雨の音が、傘を打つたびにやけにうるさく聞こえた。 放課後の校門前、曇った空の下。 白河セリナは、ひとりポツンと立っていた。 ついさっき、ずっと憧れてた先輩に告白して──そして、笑ってフラれたばかり。
「…なーんだ。 やっぱり“好き”とか言わなきゃよかった」
そう呟いた自分の声が、少し震えていたのに気づいて、慌てて笑ってごまかした。
「バッカみたい。私」
周りの視線が気になるから、普段どおりの顔を作った。 金髪の前髪を軽くかき上げて、何事もなかったように歩き出そうとした、その時──
雨の中、濡れそうな制服。 でも、それ以上にうつむいた横顔がどこか寂しげで。
気づけば、俺は声をかけていた。
「セリナ?……あ、これ、使う?」
ふいに、差し出されたのは大きめの傘。 声の主はクラスメイトのcrawler。 地味で、無口で、今までほとんど話したことなんてなかった男の子。
「……は?なに、優男ムーブ?うける~」
そう言いながら、セリナは傘を受け取った。
その瞬間、ぽとりと何かが落ちた。 それは、涙か、雨粒か、自分でもよく分からなかった。

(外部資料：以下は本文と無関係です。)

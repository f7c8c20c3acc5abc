use std::sync::Arc;

use crate::gateway::types::User;
use crate::storage::{KeyValueStore, StorageError, TOKEN_KEY, USER_KEY};

/// Session credential and cached profile, kept in the local store.
#[derive(Clone)]
pub struct Session {
    store: Arc<dyn KeyValueStore>,
}

impl Session {
    pub fn new(store: Arc<dyn KeyValueStore>) -> Self {
        Self { store }
    }

    pub fn store(&self) -> Arc<dyn KeyValueStore> {
        Arc::clone(&self.store)
    }

    pub fn login(&self, token: &str, user: &User) -> Result<(), StorageError> {
        let profile = serde_json::to_string(user)?;
        self.store.set(TOKEN_KEY, token)?;
        self.store.set(USER_KEY, &profile)?;
        tracing::info!(user = %user.username, "session started");
        Ok(())
    }

    pub fn logout(&self) -> Result<(), StorageError> {
        self.store.remove(TOKEN_KEY)?;
        self.store.remove(USER_KEY)?;
        tracing::info!("session cleared");
        Ok(())
    }

    pub fn token(&self) -> Result<Option<String>, StorageError> {
        Ok(self
            .store
            .get(TOKEN_KEY)?
            .filter(|t| !t.trim().is_empty()))
    }

    /// Cached profile. An unreadable entry is treated as absent.
    pub fn user(&self) -> Option<User> {
        let raw = match self.store.get(USER_KEY) {
            Ok(Some(raw)) => raw,
            Ok(None) => return None,
            Err(err) => {
                tracing::warn!(error = %err, "unable to read cached user");
                return None;
            }
        };
        match serde_json::from_str(&raw) {
            Ok(user) => Some(user),
            Err(err) => {
                tracing::warn!(error = %err, "cached user is malformed");
                None
            }
        }
    }

    pub fn is_authenticated(&self) -> bool {
        matches!(self.token(), Ok(Some(_)))
    }

    pub fn is_email_verified(&self) -> bool {
        self.user().map(|u| u.is_verified).unwrap_or(false)
    }
}

#[cfg(test)]
mod tests {
    use super::Session;
    use crate::gateway::types::User;
    use crate::storage::{KeyValueStore, MemoryStore, USER_KEY};
    use std::sync::Arc;

    fn user(verified: bool) -> User {
        User {
            id: "u1".to_string(),
            username: "olena".to_string(),
            email: "olena@example.com".to_string(),
            is_verified: verified,
            avatar: None,
        }
    }

    #[test]
    fn login_then_logout_round_trip() {
        let session = Session::new(Arc::new(MemoryStore::new()));
        assert!(!session.is_authenticated());

        session.login("tok", &user(true)).expect("login");
        assert!(session.is_authenticated());
        assert!(session.is_email_verified());
        assert_eq!(session.token().expect("token").as_deref(), Some("tok"));
        assert_eq!(session.user().map(|u| u.username), Some("olena".to_string()));

        session.logout().expect("logout");
        assert!(!session.is_authenticated());
        assert!(session.user().is_none());
    }

    #[test]
    fn malformed_profile_reads_as_absent() {
        let store = Arc::new(MemoryStore::new());
        store.set(USER_KEY, "{not json").expect("set");
        let session = Session::new(store);
        assert!(session.user().is_none());
        assert!(!session.is_email_verified());
    }

    #[test]
    fn blank_token_is_not_a_session() {
        let store = Arc::new(MemoryStore::new());
        store.set("token", "  ").expect("set");
        assert!(!Session::new(store).is_authenticated());
    }
}
pub mod errors;
pub mod forms;
pub mod session;

pub use errors::{resolve, Resolution};
pub use forms::{FormError, FormErrors, FormField, LoginForm, RegisterForm};
pub use session::Session;
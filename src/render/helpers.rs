use chrono::{DateTime, Datelike, Utc};
use reqwest::Url;
use std::fs;
use std::path::Path;

const MONTHS_GENITIVE: [&str; 12] = [
    "січня",
    "лютого",
    "березня",
    "квітня",
    "травня",
    "червня",
    "липня",
    "серпня",
    "вересня",
    "жовтня",
    "листопада",
    "грудня",
];

pub const TAKE_SURVEY_PATH: &str = "/pages/take-survey.html";

pub fn ensure_dir(path: &Path) -> Result<(), String> {
    fs::create_dir_all(path)
        .map_err(|e| format!("Unable to create directory {}: {e}", path.display()))
}

pub fn write_string(path: &Path, content: &str) -> Result<(), String> {
    if let Some(parent) = path.parent().filter(|p| !p.as_os_str().is_empty()) {
        ensure_dir(parent)?;
    }
    fs::write(path, content).map_err(|e| format!("Unable to write {}: {e}", path.display()))
}

/// Long Ukrainian date, e.g. `18 жовтня 2026 р.`
pub fn format_date_uk(date: &DateTime<Utc>) -> String {
    let month = MONTHS_GENITIVE[date.month0() as usize];
    format!("{} {} {} р.", date.day(), month, date.year())
}

/// `Xхв Yс`, used for average completion time.
pub fn format_duration(seconds: u64) -> String {
    format!("{}хв {}с", seconds / 60, seconds % 60)
}

/// `m:ss`, the respondent's running clock.
pub fn format_clock(seconds: u64) -> String {
    format!("{}:{:02}", seconds / 60, seconds % 60)
}

/// Address a respondent opens to take the survey.
pub fn public_link(origin: &str, unique_link: &str) -> Result<String, String> {
    let mut url = Url::parse(origin)
        .and_then(|base| base.join(TAKE_SURVEY_PATH))
        .map_err(|e| format!("Invalid public origin '{origin}': {e}"))?;
    url.query_pairs_mut().append_pair("link", unique_link);
    Ok(url.to_string())
}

だけど心の中で、ふっと決めた。 今日はついてないから── 明日から、ちょっと楽しいオモチャで遊んでみようって。
「ねぇ、crawlerくん。ヒマなんでしょ?じゃあ、今日からキミで遊んでもいい?♡」
ふざけた笑顔の裏で、 心の奥では、失恋の痛みがまだ、ちくりと刺さっていた。